Solr / SolrCloud
Solr is an open-source search platform used for building and managing powerful search and data retrieval capabilities in applications. The Sematext Agent collects Solr metrics and logs, transmits them to Sematext Cloud; installing the agent takes less than 5 minutes and require no changes in Solr source code or your application source code.
Install Sematext Agent¶
This lightweight, open-source Monitoring Agent collects Solr performance metrics and sends them to Sematext. It comes packaged with a Golang-based agent responsible for Operating System level metrics like network, disk I/O, and more. The Solr Monitoring Agent can be installed with RPM/DEB package manager on any host running Linux or in a containerized environment using sematext/sematext-agent
.
The Sematext Solr Monitoring Agent can be run in two different modes - in-process and standalone. The in-process one is run as a Java agent, it is simpler to initially set up, but will require restarting your Solr node when you will want to upgrade your monitoring Agent, i.e. to get new features. The benefit of the standalone agent mode is that it runs as a separate process and doesn't require a Solr restart when it is installed or upgraded.

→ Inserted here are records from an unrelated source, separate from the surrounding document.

//! Radiance estimators.
//!
//! [`PathTracer`] is the main integrator: recursive path tracing that
//! importance samples the light set and the material together. The albedo,
//! normal and wireframe samplers share the same interface and produce
//! preview and AOV images.

use std::sync::atomic::{AtomicU64, Ordering};

use rand::RngCore;
use strata_core::{Background, RenderConfig, SamplerKind};
use strata_math::{Color, Interval, Ray};

use crate::hittable::{Hittable, HittableList};
use crate::pdf::{HittablePdf, MixturePdf, Pdf};

/// Minimum hit distance for every traced ray, to avoid self-intersection.
pub const T_MIN: f64 = 0.001;

/// Estimates the radiance carried along a ray.
pub trait Sampler: Send + Sync {
    fn sample(
        &self,
        ray: &Ray,
        world: &dyn Hittable,
        lights: &HittableList,
        depth: u32,
        rng: &mut dyn RngCore,
    ) -> Color;

    /// Rays cast so far.
    fn rays_traced(&self) -> u64 {
        0
    }
}

/// Monte Carlo path tracer with multiple importance sampling.
///
/// Diffuse bounces draw their direction from an equal mixture of the light
/// set and the material's own density. Specular bounces follow the
/// material's ray directly.
pub struct PathTracer {
    max_depth: u32,
    background: Background,
    rays: AtomicU64,
}

impl PathTracer {
    pub fn new(max_depth: u32, background: Background) -> Self {
        Self {
            max_depth,
            background,
            rays: AtomicU64::new(0),
        }
    }
}

impl Sampler for PathTracer {
    fn sample(
        &self,
        ray: &Ray,
        world: &dyn Hittable,
        lights: &HittableList,
        depth: u32,
        rng: &mut dyn RngCore,
    ) -> Color {
        self.rays.fetch_add(1, Ordering::Relaxed);

        let Some((rec, material)) = world.hit(ray, Interval::new(T_MIN, f64::INFINITY)) else {
            return self.background.radiance(ray.direction());
        };

        let emitted = material.emitted(ray, &rec);
        if depth >= self.max_depth {
            return emitted;
        }
        let Some(srec) = material.scatter(ray, &rec, rng) else {
            return emitted;
        };

        if srec.is_specular {
            return match srec.specular_ray {
                Some(specular) => {
                    emitted
                        + srec.attenuation * self.sample(&specular, world, lights, depth + 1, rng)
                }
                None => emitted,
            };
        }

        let Some(material_pdf) = srec.pdf else {
            return emitted;
        };

        let (direction, pdf_val) = if lights.is_empty() {
            let direction = material_pdf.generate(rng);
            (direction, material_pdf.value(direction))
        } else {
            let light_pdf = HittablePdf::new(lights, rec.point);
            let mixture = MixturePdf::new(&light_pdf, &material_pdf);
            let direction = mixture.generate(rng);
            (direction, mixture.value(direction))
        };

        if pdf_val.is_nan() || pdf_val <= 0.0 {
            return emitted;
        }

        let scattered = ray.spawn(rec.point, direction);
        let scattering_pdf = material.scattering_pdf(ray, &rec, &scattered);
        let incoming = self.sample(&scattered, world, lights, depth + 1, rng);

        emitted + srec.attenuation * scattering_pdf * incoming / pdf_val
    }

    fn rays_traced(&self) -> u64 {
        self.rays.load(Ordering::Relaxed)
    }
}

/// Surface albedo at the first hit, background on a miss.
pub struct AlbedoSampler {
    background: Background,
    rays: AtomicU64,
}

impl AlbedoSampler {
    pub fn new(background: Background) -> Self {
        Self {
            background,
            rays: AtomicU64::new(0),
        }
    }
}

impl Sampler for AlbedoSampler {
    fn sample(
        &self,
        ray: &Ray,
        world: &dyn Hittable,
        _lights: &HittableList,
        _depth: u32,
        _rng: &mut dyn RngCore,
    ) -> Color {
        self.rays.fetch_add(1, Ordering::Relaxed);
        match world.hit(ray, Interval::new(T_MIN, f64::INFINITY)) {
            Some((rec, material)) => material.albedo(&rec),
            None => self.background.radiance(ray.direction()),
        }
    }

    fn rays_traced(&self) -> u64 {
        self.rays.load(Ordering::Relaxed)
    }
}

/// Shading normal at the first hit mapped to [0, 1], black on a miss.
#[derive(Default)]
pub struct NormalSampler {
    rays: AtomicU64,
}

impl NormalSampler {
    pub fn new() -> Self {
        Self::default()
    }
}

impl Sampler for NormalSampler {
    fn sample(
        &self,
        ray: &Ray,
        world: &dyn Hittable,
        _lights: &HittableList,
        _depth: u32,
        _rng: &mut dyn RngCore,
    ) -> Color {
        self.rays.fetch_add(1, Ordering::Relaxed);
        match world.hit(ray, Interval::new(T_MIN, f64::INFINITY)) {
            Some((rec, _)) => 0.5 * (rec.normal + Color::ONE),
            None => Color::ZERO,
        }
    }

    fn rays_traced(&self) -> u64 {
        self.rays.load(Ordering::Relaxed)
    }
}

/// Outlines of the first primitive hit, drawn in `ink` over the background.
pub struct WireFrameSampler {
    ink: Color,
    edge_width: f64,
    background: Background,
    rays: AtomicU64,
}

impl WireFrameSampler {
    pub fn new(ink: Color, edge_width: f64, background: Background) -> Self {
        Self {
            ink,
            edge_width,
            background,
            rays: AtomicU64::new(0),
        }
    }
}

impl Sampler for WireFrameSampler {
    fn sample(
        &self,
        ray: &Ray,
        world: &dyn Hittable,
        _lights: &HittableList,
        _depth: u32,
        _rng: &mut dyn RngCore,
    ) -> Color {
        self.rays.fetch_add(1, Ordering::Relaxed);
        match world.hit_edge(ray, Interval::new(T_MIN, f64::INFINITY), self.edge_width) {
            Some((_, true)) => self.ink,
            _ => self.background.radiance(ray.direction()),
        }
    }

    fn rays_traced(&self) -> u64 {
        self.rays.load(Ordering::Relaxed)
    }
}

/// The sampler selected by `config.sampler`.
pub fn sampler_for(config: &RenderConfig) -> Box<dyn Sampler> {
    match config.sampler {
        SamplerKind::Colour => Box::new(PathTracer::new(config.max_depth, config.background)),
        SamplerKind::Albedo => Box::new(AlbedoSampler::new(config.background)),
        SamplerKind::Normal => Box::new(NormalSampler::new()),
        SamplerKind::WireFrame => Box::new(WireFrameSampler::new(
            Color::from_array(config.ink),
            config.edge_width,
            config.background,
        )),
    }
}

#[cfg(test)]
mod tests {
    use super::*;
    use crate::{AxisRect, FlipNormals, Material, Sphere};
    use rand::rngs::StdRng;
    use rand::SeedableRng;
    use std::sync::Arc;
    use strata_math::Vec3;

    fn sphere(material: Material) -> Sphere {
        Sphere::new(Vec3::new(0.0, 0.0, -3.0), 1.0, Arc::new(material))
    }

    fn toward_sphere() -> Ray {
        Ray::new(Vec3::ZERO, -Vec3::Z, 0.0)
    }

    #[test]
    fn test_miss_returns_background() {
        let tracer = PathTracer::new(
            50,
            Background::Gradient {
                horizon: [1.0, 1.0, 1.0],
                zenith: [0.5, 0.7, 1.0],
            },
        );
        let world = sphere(Material::lambertian(Color::ONE));
        let mut rng = StdRng::seed_from_u64(1);

        let up = Ray::new(Vec3::ZERO, Vec3::Y, 0.0);
        let c = tracer.sample(&up, &world, &HittableList::new(), 0, &mut rng);
        assert_eq!(c, Color::new(0.5, 0.7, 1.0));
        assert_eq!(tracer.rays_traced(), 1);
    }

    #[test]
    fn test_diffuse_under_uniform_sky_returns_albedo() {
        // Every bounce off a convex diffuse object escapes to the sky, and
        // cosine sampling cancels the BRDF exactly
        let tracer = PathTracer::new(50, Background::solid(Color::ONE));
        let world = sphere(Material::lambertian(Color::new(0.5, 0.25, 0.75)));
        let mut rng = StdRng::seed_from_u64(2);

        for _ in 0..100 {
            let c = tracer.sample(&toward_sphere(), &world, &HittableList::new(), 0, &mut rng);
            assert!((c - Color::new(0.5, 0.25, 0.75)).length() < 1e-9, "got {:?}", c);
        }
    }

    #[test]
    fn test_depth_cutoff_keeps_emission_only() {
        let tracer = PathTracer::new(0, Background::solid(Color::ONE));
        let mut rng = StdRng::seed_from_u64(3);

        let diffuse = sphere(Material::lambertian(Color::ONE));
        let c = tracer.sample(&toward_sphere(), &diffuse, &HittableList::new(), 0, &mut rng);
        assert_eq!(c, Color::ZERO);

        let light = sphere(Material::diffuse_light(Color::splat(3.0)));
        let c = tracer.sample(&toward_sphere(), &light, &HittableList::new(), 0, &mut rng);
        assert_eq!(c, Color::splat(3.0));
    }

    #[test]
    fn test_mirror_follows_specular_ray() {
        let tracer = PathTracer::new(50, Background::solid(Color::new(0.2, 0.4, 0.6)));
        let world = sphere(Material::metal(Color::ONE, 0.0));
        let mut rng = StdRng::seed_from_u64(4);

        let c = tracer.sample(&toward_sphere(), &world, &HittableList::new(), 0, &mut rng);
        assert_eq!(c, Color::new(0.2, 0.4, 0.6));
        assert_eq!(tracer.rays_traced(), 2);
    }

    #[test]
    fn test_light_sampling_is_finite_and_positive() {
        let tracer = PathTracer::new(5, Background::default());
        let floor: Arc<dyn Hittable> = Arc::new(AxisRect::xz(
            (-5.0, 5.0),
            (-5.0, 5.0),
            0.0,
            Arc::new(Material::lambertian(Color::splat(0.5))),
        ));
        let lamp: Arc<dyn Hittable> = Arc::new(FlipNormals::new(Arc::new(AxisRect::xz(
            (-1.0, 1.0),
            (-1.0, 1.0),
            2.0,
            Arc::new(Material::diffuse_light(Color::splat(4.0))),
        ))));
        let world = crate::HittableList::from(vec![floor, lamp.clone()]);
        let lights = HittableList::from(vec![lamp]);
        let mut rng = StdRng::seed_from_u64(5);

        let ray = Ray::new(Vec3::new(0.0, 1.0, 0.0), -Vec3::Y, 0.0);
        let mut total = Color::ZERO;
        for _ in 0..1000 {
            let c = tracer.sample(&ray, &world, &lights, 0, &mut rng);
            assert!(c.is_finite());
            assert!(c.min_element() >= 0.0);
            total += c;
        }
        assert!(total.x > 0.0);
    }

    #[test]
    fn test_aov_samplers() {
        let world = sphere(Material::lambertian(Color::new(0.1, 0.2, 0.3)));
        let mut rng = StdRng::seed_from_u64(6);
        let lights = HittableList::new();

        let albedo = AlbedoSampler::new(Background::solid(Color::ONE));
        assert_eq!(
            albedo.sample(&toward_sphere(), &world, &lights, 0, &mut rng),
            Color::new(0.1, 0.2, 0.3)
        );

        let normal = NormalSampler::new();
        let n = normal.sample(&toward_sphere(), &world, &lights, 0, &mut rng);
        assert!((n - Color::new(0.5, 0.5, 1.0)).length() < 1e-12);
        let up = Ray::new(Vec3::ZERO, Vec3::Y, 0.0);
        assert_eq!(normal.sample(&up, &world, &lights, 0, &mut rng), Color::ZERO);
        assert_eq!(normal.rays_traced(), 2);
    }

    #[test]
    fn test_wireframe_sampler() {
        let ink = Color::new(1.0, 0.0, 0.0);
        let paper = Color::splat(0.9);
        let wireframe = WireFrameSampler::new(ink, 0.05, Background::solid(paper));
        let world = crate::HittableList::from(vec![Arc::new(crate::Triangle::new(
            Vec3::new(-1.0, -1.0, -2.0),
            Vec3::new(1.0, -1.0, -2.0),
            Vec3::new(0.0, 1.0, -2.0),
            Arc::new(Material::lambertian(Color::ONE)),
        )) as Arc<dyn Hittable>]);
        let lights = HittableList::new();
        let mut rng = StdRng::seed_from_u64(8);
        let mut toward = |x: f64, y: f64| {
            let ray = Ray::new(Vec3::ZERO, Vec3::new(x, y, -2.0), 0.0);
            wireframe.sample(&ray, &world, &lights, 0, &mut rng)
        };

        // Interior, bottom edge, and a miss
        assert_eq!(toward(0.0, -1.0 / 3.0), paper);
        assert_eq!(toward(0.0, -0.99), ink);
        assert_eq!(toward(3.0, 0.0), paper);
        assert_eq!(wireframe.rays_traced(), 3);
    }

    #[test]
    fn test_sampler_for_config() {
        let mut config = RenderConfig::default();
        config.sampler = SamplerKind::Normal;
        let sampler = sampler_for(&config);
        let world = sphere(Material::lambertian(Color::ONE));
        let mut rng = StdRng::seed_from_u64(7);
        let n = sampler.sample(&toward_sphere(), &world, &HittableList::new(), 0, &mut rng);
        assert!((n - Color::new(0.5, 0.5, 1.0)).length() < 1e-12);

        config.sampler = SamplerKind::WireFrame;
        config.ink = [0.0, 1.0, 0.0];
        config.edge_width = 0.3;
        let sampler = sampler_for(&config);
        // Head-on the sphere is no silhouette; just inside its rim it is
        let rim = Ray::new(Vec3::ZERO, Vec3::new(1.02, 0.0, -3.0), 0.0);
        let lights = HittableList::new();
        assert_eq!(
            sampler.sample(&toward_sphere(), &world, &lights, 0, &mut rng),
            Color::ZERO
        );
        assert_eq!(
            sampler.sample(&rim, &world, &lights, 0, &mut rng),
            Color::new(0.0, 1.0, 0.0)
        );
    }
}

- Create an Solr Logs or Monitoring App. This will let you install the agent and control access to your monitoring and logs data.
- Install the Sematext Agent on each host running your Solr/SolrCloud nodes to have the full visibility over the metrics from each host. The full installation instructions can be found in the setup instructions displayed in the UI.
The last step to install Sematext Agent is by running a command like this:
sudo bash /opt/spm/bin/setup-sematext \
--monitoring-token <your-monitoring-token-goes-here> \
--app-type solrcloud \
--agent-type javaagent \
--infra-token <your-infra-token-goes-here>
The command above will set up your SolrCloud Monitoring Agent in the in-process mode. To have it running in the standalone mode, run the command below instead of the one above:
sudo bash /opt/spm/bin/setup-sematext \
--monitoring-token <your-monitoring-token-goes-here> \
--app-type solr \
--agent-type standalone \
--infra-token <your-infra-token-goes-here> \
--jmx-params '-Dspm.remote.jmx.url=localhost:3000'
Keep in mind that your need to provide the Monitoring token and Infra token. They are both provided in the installation instructions for your SolrCloud App.
- Adjust the
solr.in.sh
file and add the following section:
SOLR_OPTS="$SOLR_OPTS -Dcom.sun.management.jmxremote
-javaagent:/opt/spm/spm-monitor/lib/spm-monitor-generic.jar=<your-monitoring-token-goes-here>::default"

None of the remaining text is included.